→ **Aim of the exercise**
Select the lines below containing the word "MappingProposal".

[Record excerpts Boundary: Start]

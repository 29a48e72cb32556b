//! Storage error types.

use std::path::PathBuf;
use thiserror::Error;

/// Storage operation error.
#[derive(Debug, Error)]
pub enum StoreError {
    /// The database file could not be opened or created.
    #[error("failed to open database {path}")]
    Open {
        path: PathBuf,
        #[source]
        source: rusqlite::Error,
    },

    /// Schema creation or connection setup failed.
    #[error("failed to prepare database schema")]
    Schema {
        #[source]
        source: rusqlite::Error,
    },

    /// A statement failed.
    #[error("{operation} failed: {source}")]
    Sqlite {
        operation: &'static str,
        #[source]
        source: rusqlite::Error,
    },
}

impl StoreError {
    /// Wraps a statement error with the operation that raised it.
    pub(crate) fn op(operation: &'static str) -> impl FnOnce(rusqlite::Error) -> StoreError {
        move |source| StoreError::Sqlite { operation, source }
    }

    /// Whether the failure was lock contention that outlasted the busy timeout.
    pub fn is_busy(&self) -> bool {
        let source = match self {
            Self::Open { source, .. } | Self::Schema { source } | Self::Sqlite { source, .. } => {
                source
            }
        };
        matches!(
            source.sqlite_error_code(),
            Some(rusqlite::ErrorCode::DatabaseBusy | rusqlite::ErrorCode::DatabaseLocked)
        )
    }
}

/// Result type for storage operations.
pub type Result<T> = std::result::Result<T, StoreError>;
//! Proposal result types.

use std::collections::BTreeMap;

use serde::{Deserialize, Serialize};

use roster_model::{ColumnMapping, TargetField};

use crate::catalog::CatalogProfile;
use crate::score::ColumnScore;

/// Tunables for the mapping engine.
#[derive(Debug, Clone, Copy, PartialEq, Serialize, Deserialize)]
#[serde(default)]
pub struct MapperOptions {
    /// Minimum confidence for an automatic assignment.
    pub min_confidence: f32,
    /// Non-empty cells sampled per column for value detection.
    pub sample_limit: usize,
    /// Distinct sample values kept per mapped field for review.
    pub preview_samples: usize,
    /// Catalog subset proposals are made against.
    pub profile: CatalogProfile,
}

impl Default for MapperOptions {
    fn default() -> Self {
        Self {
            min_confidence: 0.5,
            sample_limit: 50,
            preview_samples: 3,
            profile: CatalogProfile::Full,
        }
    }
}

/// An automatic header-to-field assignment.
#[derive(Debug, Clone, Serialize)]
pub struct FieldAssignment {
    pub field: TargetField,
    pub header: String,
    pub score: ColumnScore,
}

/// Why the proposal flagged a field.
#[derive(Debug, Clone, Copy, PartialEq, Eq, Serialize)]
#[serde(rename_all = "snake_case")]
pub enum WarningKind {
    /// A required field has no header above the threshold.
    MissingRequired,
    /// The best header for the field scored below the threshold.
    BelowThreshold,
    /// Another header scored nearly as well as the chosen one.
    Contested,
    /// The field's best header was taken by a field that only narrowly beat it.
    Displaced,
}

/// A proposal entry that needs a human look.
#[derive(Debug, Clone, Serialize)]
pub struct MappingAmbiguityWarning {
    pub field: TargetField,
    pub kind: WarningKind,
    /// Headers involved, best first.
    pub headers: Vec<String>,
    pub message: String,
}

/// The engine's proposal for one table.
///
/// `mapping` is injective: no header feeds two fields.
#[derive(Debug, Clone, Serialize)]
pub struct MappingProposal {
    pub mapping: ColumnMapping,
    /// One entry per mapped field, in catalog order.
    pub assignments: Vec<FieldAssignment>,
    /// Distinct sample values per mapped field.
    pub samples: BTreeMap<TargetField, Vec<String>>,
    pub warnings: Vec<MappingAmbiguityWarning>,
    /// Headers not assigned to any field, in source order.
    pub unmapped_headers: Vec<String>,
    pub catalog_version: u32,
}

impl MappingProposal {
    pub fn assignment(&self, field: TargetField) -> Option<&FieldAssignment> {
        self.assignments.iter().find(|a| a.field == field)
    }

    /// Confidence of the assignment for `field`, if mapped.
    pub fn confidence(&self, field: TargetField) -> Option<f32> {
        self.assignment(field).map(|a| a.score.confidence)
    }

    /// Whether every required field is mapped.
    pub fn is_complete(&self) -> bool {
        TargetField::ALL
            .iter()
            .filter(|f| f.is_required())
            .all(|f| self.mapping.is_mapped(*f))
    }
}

[Record excerpts Boundary: End]
[Record excerpts Boundary: Start]

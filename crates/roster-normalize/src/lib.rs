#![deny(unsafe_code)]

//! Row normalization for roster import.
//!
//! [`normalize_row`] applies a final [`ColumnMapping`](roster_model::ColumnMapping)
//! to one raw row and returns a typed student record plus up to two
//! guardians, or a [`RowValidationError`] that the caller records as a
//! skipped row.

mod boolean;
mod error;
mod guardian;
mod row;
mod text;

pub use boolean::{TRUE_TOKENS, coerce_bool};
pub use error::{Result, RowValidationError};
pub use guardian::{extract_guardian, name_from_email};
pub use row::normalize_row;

[Record excerpts Boundary: End]
[Record excerpts Boundary: Start]

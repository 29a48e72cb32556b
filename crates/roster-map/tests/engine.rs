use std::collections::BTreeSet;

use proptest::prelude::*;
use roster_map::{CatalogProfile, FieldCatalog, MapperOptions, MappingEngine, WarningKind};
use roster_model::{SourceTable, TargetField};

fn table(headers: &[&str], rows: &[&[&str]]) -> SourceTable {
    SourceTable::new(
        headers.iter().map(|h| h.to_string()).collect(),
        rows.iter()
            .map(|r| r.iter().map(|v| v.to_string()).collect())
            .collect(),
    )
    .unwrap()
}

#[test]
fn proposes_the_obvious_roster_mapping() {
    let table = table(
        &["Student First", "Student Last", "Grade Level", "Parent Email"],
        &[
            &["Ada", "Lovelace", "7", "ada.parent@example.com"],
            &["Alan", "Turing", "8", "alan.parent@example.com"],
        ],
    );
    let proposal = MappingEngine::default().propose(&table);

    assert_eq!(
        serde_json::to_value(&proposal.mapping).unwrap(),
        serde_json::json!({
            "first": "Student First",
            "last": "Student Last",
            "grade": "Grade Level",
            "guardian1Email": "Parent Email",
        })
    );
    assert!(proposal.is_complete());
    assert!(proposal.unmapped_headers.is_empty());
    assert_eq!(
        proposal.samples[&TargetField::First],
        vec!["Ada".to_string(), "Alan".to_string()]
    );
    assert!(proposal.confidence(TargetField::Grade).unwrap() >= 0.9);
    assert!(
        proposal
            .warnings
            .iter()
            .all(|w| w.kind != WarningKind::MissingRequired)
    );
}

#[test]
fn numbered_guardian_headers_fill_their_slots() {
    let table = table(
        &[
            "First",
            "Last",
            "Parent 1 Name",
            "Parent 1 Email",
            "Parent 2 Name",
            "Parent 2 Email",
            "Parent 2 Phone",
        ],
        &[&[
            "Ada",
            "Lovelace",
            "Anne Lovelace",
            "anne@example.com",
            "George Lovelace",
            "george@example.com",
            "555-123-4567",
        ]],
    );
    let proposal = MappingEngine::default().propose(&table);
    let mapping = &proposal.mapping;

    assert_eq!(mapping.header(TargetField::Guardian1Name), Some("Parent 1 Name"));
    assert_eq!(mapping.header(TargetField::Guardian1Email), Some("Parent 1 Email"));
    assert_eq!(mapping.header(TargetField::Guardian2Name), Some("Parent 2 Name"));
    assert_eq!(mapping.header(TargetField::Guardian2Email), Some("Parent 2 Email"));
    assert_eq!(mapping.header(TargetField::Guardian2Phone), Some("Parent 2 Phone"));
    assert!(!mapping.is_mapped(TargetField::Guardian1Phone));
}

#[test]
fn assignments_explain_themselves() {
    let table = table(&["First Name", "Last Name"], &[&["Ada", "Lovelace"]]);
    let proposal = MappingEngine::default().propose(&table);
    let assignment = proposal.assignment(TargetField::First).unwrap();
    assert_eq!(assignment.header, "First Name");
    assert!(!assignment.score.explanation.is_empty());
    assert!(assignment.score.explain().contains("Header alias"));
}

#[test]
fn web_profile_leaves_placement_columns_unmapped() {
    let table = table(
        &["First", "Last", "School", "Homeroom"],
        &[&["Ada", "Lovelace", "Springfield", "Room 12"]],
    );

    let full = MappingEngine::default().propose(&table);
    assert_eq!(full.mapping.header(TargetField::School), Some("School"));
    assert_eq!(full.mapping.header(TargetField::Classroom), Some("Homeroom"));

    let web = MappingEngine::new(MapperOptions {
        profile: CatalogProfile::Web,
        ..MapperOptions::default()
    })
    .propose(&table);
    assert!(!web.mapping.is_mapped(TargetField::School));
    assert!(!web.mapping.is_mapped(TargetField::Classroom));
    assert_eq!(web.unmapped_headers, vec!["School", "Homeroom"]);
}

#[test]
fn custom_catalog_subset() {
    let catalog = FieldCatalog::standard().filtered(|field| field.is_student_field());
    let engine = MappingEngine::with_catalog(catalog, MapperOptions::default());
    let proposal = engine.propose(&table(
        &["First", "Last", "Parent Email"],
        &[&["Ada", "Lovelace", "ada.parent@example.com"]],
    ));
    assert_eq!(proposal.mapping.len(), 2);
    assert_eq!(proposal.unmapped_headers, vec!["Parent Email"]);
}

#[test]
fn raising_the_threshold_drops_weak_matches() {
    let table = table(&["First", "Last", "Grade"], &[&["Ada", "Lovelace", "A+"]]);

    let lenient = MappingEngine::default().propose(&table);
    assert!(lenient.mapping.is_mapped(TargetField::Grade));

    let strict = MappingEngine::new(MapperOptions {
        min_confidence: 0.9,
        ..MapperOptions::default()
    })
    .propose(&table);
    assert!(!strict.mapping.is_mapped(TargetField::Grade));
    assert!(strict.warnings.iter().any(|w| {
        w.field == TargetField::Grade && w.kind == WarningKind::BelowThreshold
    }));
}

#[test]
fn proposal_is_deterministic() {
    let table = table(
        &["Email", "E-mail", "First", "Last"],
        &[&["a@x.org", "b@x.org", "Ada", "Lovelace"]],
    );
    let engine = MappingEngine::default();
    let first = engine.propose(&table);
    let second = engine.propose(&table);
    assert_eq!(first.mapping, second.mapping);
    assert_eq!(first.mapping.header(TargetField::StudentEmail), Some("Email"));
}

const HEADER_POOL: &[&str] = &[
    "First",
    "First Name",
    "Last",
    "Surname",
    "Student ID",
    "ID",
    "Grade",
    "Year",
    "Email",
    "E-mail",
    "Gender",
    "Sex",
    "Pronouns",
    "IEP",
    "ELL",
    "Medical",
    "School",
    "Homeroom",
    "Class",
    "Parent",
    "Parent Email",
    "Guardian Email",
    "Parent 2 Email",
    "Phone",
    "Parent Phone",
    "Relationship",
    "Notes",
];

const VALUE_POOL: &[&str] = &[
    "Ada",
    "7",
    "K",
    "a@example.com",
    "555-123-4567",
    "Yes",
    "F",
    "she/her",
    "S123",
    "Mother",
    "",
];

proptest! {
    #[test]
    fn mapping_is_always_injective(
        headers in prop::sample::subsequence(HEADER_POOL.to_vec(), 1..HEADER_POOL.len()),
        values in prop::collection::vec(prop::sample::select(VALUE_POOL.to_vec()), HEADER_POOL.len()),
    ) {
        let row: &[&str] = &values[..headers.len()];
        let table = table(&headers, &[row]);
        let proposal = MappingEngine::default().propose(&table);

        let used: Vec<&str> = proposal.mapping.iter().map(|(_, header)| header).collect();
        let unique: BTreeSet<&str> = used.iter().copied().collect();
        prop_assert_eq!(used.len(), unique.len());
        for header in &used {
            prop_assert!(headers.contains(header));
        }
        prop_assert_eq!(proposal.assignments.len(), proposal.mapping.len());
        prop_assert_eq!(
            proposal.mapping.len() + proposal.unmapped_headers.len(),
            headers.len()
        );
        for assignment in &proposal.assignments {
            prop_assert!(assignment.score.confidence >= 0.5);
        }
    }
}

[Record excerpts Boundary: End]

→ **Solved exercise**
pub struct MappingProposal {
impl MappingProposal {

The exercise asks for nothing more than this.